Initially it had only 2 verses and the chorus:
"When will I walk on the cold marble again
When will I feel the golden light in my eyes
Bathe in the holy waters
Dress your altar with flowers
When will I walk on the cold marble…again
The silence of death has killed the song so ageless
The turning of the pages
The prayers of the poor
The water’s turned red
The sky above has darkened
And amidst these walls of silence
Our prayers can be heard
The earth cries in pain
It’s heart has been broken
Her sons have been stolen, imprisoned and slain
Yet those who remain their spirit grows stronger
They suffer no longer, sheltered in the Name"
A few months afterwards, Yogi Bhajan Ji was visiting the 3HO ashram in Hamburg, Germany and, as I always did when he came to Europe, I went to meet him there. We had a Gurdwara ceremony to celebrate his visit and I sang the new song for him. As I began to sing I watched as his head bent down and soon his eyes were tearing. His pain was greater than I could imagine, the Harimandir being the place where his love and devotion to Guru Ram Das had finally lead him to become the spiritual leader and teacher he was now. As we walked out of the Gurdwara after the ceremony ended, he placed his hand on my shoulder and simply said: “Thank you, Guru Dass. You don’t know how indebted I am to you.” Those words, which I never really understood, have stayed with me since then, reminding me of the deep love and gratitude I felt to him as a teacher and mentor.
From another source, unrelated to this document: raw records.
//! Wire-level codecs: line framing, incremental message parsing and message encoding.
//!
//! - [`LineSplitter`] / [`LineDecoder`]: CRLF framing over arbitrarily chunked input
//! - [`MessageParser`]: the first line, header and body state machine
//! - [`MessageEncoder`]: serializes an [`OutgoingMessage`](crate::protocol::OutgoingMessage)
//!
//! # Example
//!
//! ```
//! use relay_http::codec::MessageParser;
//!
//! let mut parser = MessageParser::request();
//! assert!(parser.add_data(b"GET /x HTTP/1.1\r\nHo").unwrap().is_none());
//!
//! let message = parser.add_data(b"st: h\r\n\r\n").unwrap().unwrap();
//! assert_eq!(message.head().headers().get("Host"), Some("h"));
//! assert_eq!(message.body().try_get(), Some(Ok(bytes::Bytes::new())));
//! ```

mod first_line;
mod header_line;
mod line_splitter;
mod message_encoder;
mod message_parser;

pub use first_line::FirstLineKind;
pub use line_splitter::{LineDecoder, LineSplitter, Lines};
pub use message_encoder::MessageEncoder;
pub use message_parser::{MessageParser, ParserConfig, ParserState};
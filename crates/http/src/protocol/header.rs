//! Ordered, case-preserving header storage.
//!
//! Unlike `http::HeaderMap`, a [`HeaderList`] keeps every field exactly as it was received:
//! key spelling is untouched, duplicate keys stay separate, and iteration follows insertion
//! order. Lookups compare keys literally.

use std::fmt;

pub const CONTENT_LENGTH: &str = "Content-Length";
pub const CONTENT_TYPE: &str = "Content-Type";
pub const COOKIE: &str = "Cookie";
pub const SET_COOKIE: &str = "Set-Cookie";

/// A single `key: value` header line.
#[derive(Debug, Clone, PartialEq, Eq)]
pub struct HeaderField {
    key: String,
    value: String,
}

impl HeaderField {
    pub fn new(key: impl Into<String>, value: impl Into<String>) -> Self {
        Self { key: key.into(), value: value.into() }
    }

    #[inline]
    pub fn key(&self) -> &str {
        &self.key
    }

    #[inline]
    pub fn value(&self) -> &str {
        &self.value
    }

    pub fn into_pair(self) -> (String, String) {
        (self.key, self.value)
    }
}

impl fmt::Display for HeaderField {
    fn fmt(&self, f: &mut fmt::Formatter<'_>) -> fmt::Result {
        write!(f, "{}: {}", self.key, self.value)
    }
}

/// Header fields in wire order, duplicates allowed.
#[derive(Debug, Clone, Default, PartialEq, Eq)]
pub struct HeaderList {
    fields: Vec<HeaderField>,
}

impl HeaderList {
    pub fn new() -> Self {
        Self::default()
    }

    pub fn with_capacity(capacity: usize) -> Self {
        Self { fields: Vec::with_capacity(capacity) }
    }

    /// Appends a field at the end, never merging with an existing key.
    pub fn push(&mut self, key: impl Into<String>, value: impl Into<String>) {
        self.fields.push(HeaderField::new(key, value));
    }

    pub fn append(&mut self, field: HeaderField) {
        self.fields.push(field);
    }

    /// Returns the value of the first field whose key matches exactly.
    pub fn get(&self, key: &str) -> Option<&str> {
        self.fields.iter().find(|field| field.key == key).map(HeaderField::value)
    }

    /// Returns every value stored under `key`, in insertion order.
    pub fn get_all<'a>(&'a self, key: &'a str) -> impl Iterator<Item = &'a str> + 'a {
        self.fields.iter().filter(move |field| field.key == key).map(HeaderField::value)
    }

    pub fn contains(&self, key: &str) -> bool {
        self.fields.iter().any(|field| field.key == key)
    }

    /// Replaces every field named `key` with a single field holding `value`.
    ///
    /// The new field takes the position of the first removed one, or goes last when the key
    /// was absent.
    pub fn set(&mut self, key: impl Into<String>, value: impl Into<String>) {
        let field = HeaderField::new(key, value);
        match self.fields.iter().position(|existing| existing.key == field.key) {
            Some(index) => {
                let key = field.key.clone();
                self.fields[index] = field;
                let mut current = 0;
                self.fields.retain(|existing| {
                    let keep = current == index || existing.key != key;
                    current += 1;
                    keep
                });
            }
            None => self.fields.push(field),
        }
    }

    /// Removes every field named `key`, returning how many were dropped.
    pub fn remove(&mut self, key: &str) -> usize {
        let before = self.fields.len();
        self.fields.retain(|field| field.key != key);
        before - self.fields.len()
    }

    #[inline]
    pub fn len(&self) -> usize {
        self.fields.len()
    }

    #[inline]
    pub fn is_empty(&self) -> bool {
        self.fields.is_empty()
    }

    pub fn iter(&self) -> std::slice::Iter<'_, HeaderField> {
        self.fields.iter()
    }
}

impl<'a> IntoIterator for &'a HeaderList {
    type Item = &'a HeaderField;
    type IntoIter = std::slice::Iter<'a, HeaderField>;

    fn into_iter(self) -> Self::IntoIter {
        self.fields.iter()
    }
}

impl IntoIterator for HeaderList {
    type Item = HeaderField;
    type IntoIter = std::vec::IntoIter<HeaderField>;

    fn into_iter(self) -> Self::IntoIter {
        self.fields.into_iter()
    }
}

impl<K, V> FromIterator<(K, V)> for HeaderList
where
    K: Into<String>,
    V: Into<String>,
{
    fn from_iter<T: IntoIterator<Item = (K, V)>>(iter: T) -> Self {
        Self { fields: iter.into_iter().map(|(key, value)| HeaderField::new(key, value)).collect() }
    }
}
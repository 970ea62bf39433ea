//! Counts visits per browser session and echoes decoded request bodies.
//!
//! ```sh
//! curl -i -c jar -b jar http://127.0.0.1:3000/visits
//! curl -i -H 'Content-Type: application/json' -d '{"a":1}' http://127.0.0.1:3000/echo
//! ```

use std::sync::Arc;

use http::StatusCode;
use relay_web::middleware::{BodyDecoder, CommonHeaderDecoder, CookieDecoder, QueryStringDecoder, SessionMiddleware};
use relay_web::session::SessionStore;
use relay_web::{CodecRegistry, Flow, MiddlewareError, Pipeline, Request, Response, Server, middleware_fn};
use serde_json::json;

fn count_visits(req: &mut Request, resp: &mut Response) -> Result<Flow, MiddlewareError> {
    if req.path() != "/visits" {
        return Ok(Flow::Continue);
    }

    let session = req.session().ok_or_else(|| MiddlewareError::custom("session middleware missing"))?;
    let visits = session.get("visits").and_then(|v| v.as_u64()).unwrap_or(0) + 1;
    session.insert("visits", json!(visits));

    resp.set_json(json!({ "session": session.id().to_string(), "visits": visits }));
    Ok(Flow::Halt)
}

fn echo(req: &mut Request, resp: &mut Response) -> Result<Flow, MiddlewareError> {
    if req.path() != "/echo" {
        return Ok(Flow::Continue);
    }

    let content_type = req.content_type().map(str::to_string);
    resp.set_payload(req.take_payload());
    if let Some(content_type) = content_type {
        resp.set_content_type(content_type);
    }
    Ok(Flow::Halt)
}

fn not_found(_req: &mut Request, resp: &mut Response) -> Result<Flow, MiddlewareError> {
    resp.set_status(StatusCode::NOT_FOUND);
    resp.set_text("404 not found");
    Ok(Flow::Halt)
}

#[tokio::main]
async fn main() {
    let codecs = Arc::new(CodecRegistry::with_defaults());

    let pipeline = Pipeline::builder()
        .add_last(CommonHeaderDecoder)
        .add_last(QueryStringDecoder)
        .add_last(CookieDecoder)
        .add_last(SessionMiddleware::new(Arc::new(SessionStore::new())))
        .add_last(BodyDecoder::new(Arc::clone(&codecs)))
        .add_last(middleware_fn(count_visits))
        .add_last(middleware_fn(echo))
        .add_last(middleware_fn(not_found))
        .build();

    Server::builder()
        .address("127.0.0.1:3000")
        .pipeline(pipeline)
        .codecs(codecs)
        .build()
        .unwrap()
        .start()
        .await;
}
//! Incremental HTTP/1.1 message parsing
//!
//! This crate reconstructs HTTP/1.1 messages from a byte stream that may be delivered in
//! arbitrarily small or misaligned chunks. The message head is handed out as soon as the blank
//! line arrives; the body follows as a [`DeferredBody`](protocol::body::DeferredBody) that
//! resolves once `Content-Length` bytes have been received.
//!
//! # Example
//!
//! ```no_run
//! use std::sync::Arc;
//!
//! use http::StatusCode;
//! use tokio::net::TcpListener;
//! use tracing::{error, info, warn};
//! use relay_http::connection::HttpConnection;
//! use relay_http::handler::make_handler;
//! use relay_http::protocol::{HeaderList, Message, MessageHead, OutgoingMessage, ParseError, StatusLine};
//!
//! #[tokio::main]
//! async fn main() {
//!     let tcp_listener = match TcpListener::bind("127.0.0.1:8080").await {
//!         Ok(tcp_listener) => tcp_listener,
//!         Err(e) => {
//!             error!(cause = %e, "bind server error");
//!             return;
//!         }
//!     };
//!
//!     let handler = Arc::new(make_handler(echo));
//!
//!     loop {
//!         let (tcp_stream, _remote_addr) = match tcp_listener.accept().await {
//!             Ok(stream_and_addr) => stream_and_addr,
//!             Err(e) => {
//!                 warn!(cause = %e, "failed to accept");
//!                 continue;
//!             }
//!         };
//!
//!         let handler = Arc::clone(&handler);
//!         tokio::spawn(async move {
//!             let (reader, writer) = tcp_stream.into_split();
//!             match HttpConnection::new(reader, writer).process(handler).await {
//!                 Ok(()) => info!("finished process, connection shutdown"),
//!                 Err(e) => error!(cause = %e, "service has error, connection shutdown"),
//!             }
//!         });
//!     }
//! }
//!
//! async fn echo(message: Message) -> Result<OutgoingMessage, ParseError> {
//!     let body = message.body().wait().await?;
//!
//!     let mut headers = HeaderList::new();
//!     headers.push("Content-Length", body.len().to_string());
//!     Ok(OutgoingMessage::new(MessageHead::new(StatusLine::http11(StatusCode::OK), headers), body))
//! }
//! ```
//!
//! # Architecture
//!
//! - [`codec`]: line framing, the [`MessageParser`](codec::MessageParser) state machine and the
//!   [`MessageEncoder`](codec::MessageEncoder)
//! - [`protocol`]: message types, headers, deferred bodies and errors
//! - [`connection`]: drives a parser and a handler over an async byte stream
//! - [`handler`]: the [`Handler`](handler::Handler) trait and [`make_handler`](handler::make_handler)
//!
//! # Limitations
//!
//! - HTTP/1.1 framing with `Content-Length` bodies only; no chunked transfer encoding
//! - One request per connection
//! - Maximum head size: 8KB, maximum number of headers: 64 (both configurable)

pub mod codec;
pub mod connection;
pub mod handler;
pub mod protocol;

mod utils;
pub(crate) use utils::ensure;
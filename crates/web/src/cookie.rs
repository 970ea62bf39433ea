//! `Cookie` header helpers.
//!
//! Cookies travel as opaque `name=value` strings joined by `"; "`; no attribute parsing or
//! percent-decoding is applied.

const SEPARATOR: &str = "; ";

/// Joins cookies into a single `Cookie` header value.
pub fn encode_cookie_header<S: AsRef<str>>(cookies: &[S]) -> String {
    cookies.iter().map(AsRef::as_ref).collect::<Vec<_>>().join(SEPARATOR)
}

/// Splits a `Cookie` header value into its cookies, in header order.
///
/// An empty header holds no cookies.
pub fn decode_cookie_header(encoded: &str) -> Vec<String> {
    if encoded.is_empty() {
        return Vec::new();
    }
    encoded.split(SEPARATOR).map(str::to_string).collect()
}

/// Returns the value of the cookie called `name`.
pub fn find_cookie<'a, S: AsRef<str>>(cookies: &'a [S], name: &str) -> Option<&'a str> {
    cookies.iter().find_map(|cookie| {
        let (key, value) = cookie.as_ref().split_once('=')?;
        (key == name).then_some(value)
    })
}
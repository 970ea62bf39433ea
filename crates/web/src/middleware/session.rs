use std::sync::Arc;

use async_trait::async_trait;
use tracing::debug;

use crate::error::MiddlewareError;
use crate::middleware::{Flow, Middleware};
use crate::request::Request;
use crate::response::Response;
use crate::session::{SESSION_COOKIE_NAME, Session, SessionId, SessionStore};

/// Attaches a [`Session`] to every request.
///
/// The id comes from the `__SESSION` cookie, so [`CookieDecoder`](super::CookieDecoder) must run
/// first. Requests without a cookie, or with an id the store does not know, get a fresh session
/// and a `Set-Cookie` header on the response.
#[derive(Debug, Clone)]
pub struct SessionMiddleware {
    store: Arc<SessionStore>,
}

impl SessionMiddleware {
    pub fn new(store: Arc<SessionStore>) -> Self {
        Self { store }
    }

    pub fn store(&self) -> &Arc<SessionStore> {
        &self.store
    }

    fn known_session(&self, request: &Request) -> Option<SessionId> {
        let id = request.cookie(SESSION_COOKIE_NAME)?.parse::<SessionId>().ok()?;
        self.store.contains(id).then_some(id)
    }
}

#[async_trait]
impl Middleware for SessionMiddleware {
    async fn handle(&self, request: &mut Request, response: &mut Response) -> Result<Flow, MiddlewareError> {
        let id = if let Some(id) = self.known_session(request) {
            id
        } else {
            let id = self.store.create();
            response.add_cookie(format!("{SESSION_COOKIE_NAME}={id}"));
            debug!(session = %id, "issued session cookie");
            id
        };

        request.set_session(Session::new(id, Arc::clone(&self.store)));
        Ok(Flow::Continue)
    }
}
The next morning Yogiji and a group of his students were sitting in the kitchen of the ashram having breakfast. As always we sat with the eagerness of a child to listen to his wisdom and his great sense of humor. As he got up to go back to his quarters he called me aside and said: “The song is beautiful, but it needs another verse. One that inspires hope and victory in people’s hearts.”
So I immediately went to the sadhana room with my guitar and in no time the last verse came:
"We shall rise again
In grace and strength together
We’ll sing our songs forever
And righteousness will rain
The banner of the Name
Will wave in skies of glory
As time will tell our story
We say 'never again'"
That afternoon I sang it for him, now the complete song. He cried again and afterwards said: “It is done, now sing for to the world to hear”.
As we commemorate 30 years of this painful episode in our history I offer this song to remind everyone of the spirit of love, devotion, sacrifice and perseverance with which the Sikh nation has endured this and many other dark chapters of our history. It is the spirit of Nanak Naam Cherdi Kala Tere Bane Sarbat Da Baala - always looking up and forward, as the light of the Naam shines through one. It reminds us that Karta Purkh is the Doer of All, that behind the illusion of pain and suffering is the hand of the Divine moving the pieces of the inexplainable game of life. It is by Gurprasad that we live and prosper, and are blessed to live as Sikhs (disciples of Truth). It is by Grace that we walk on the cold marble… again.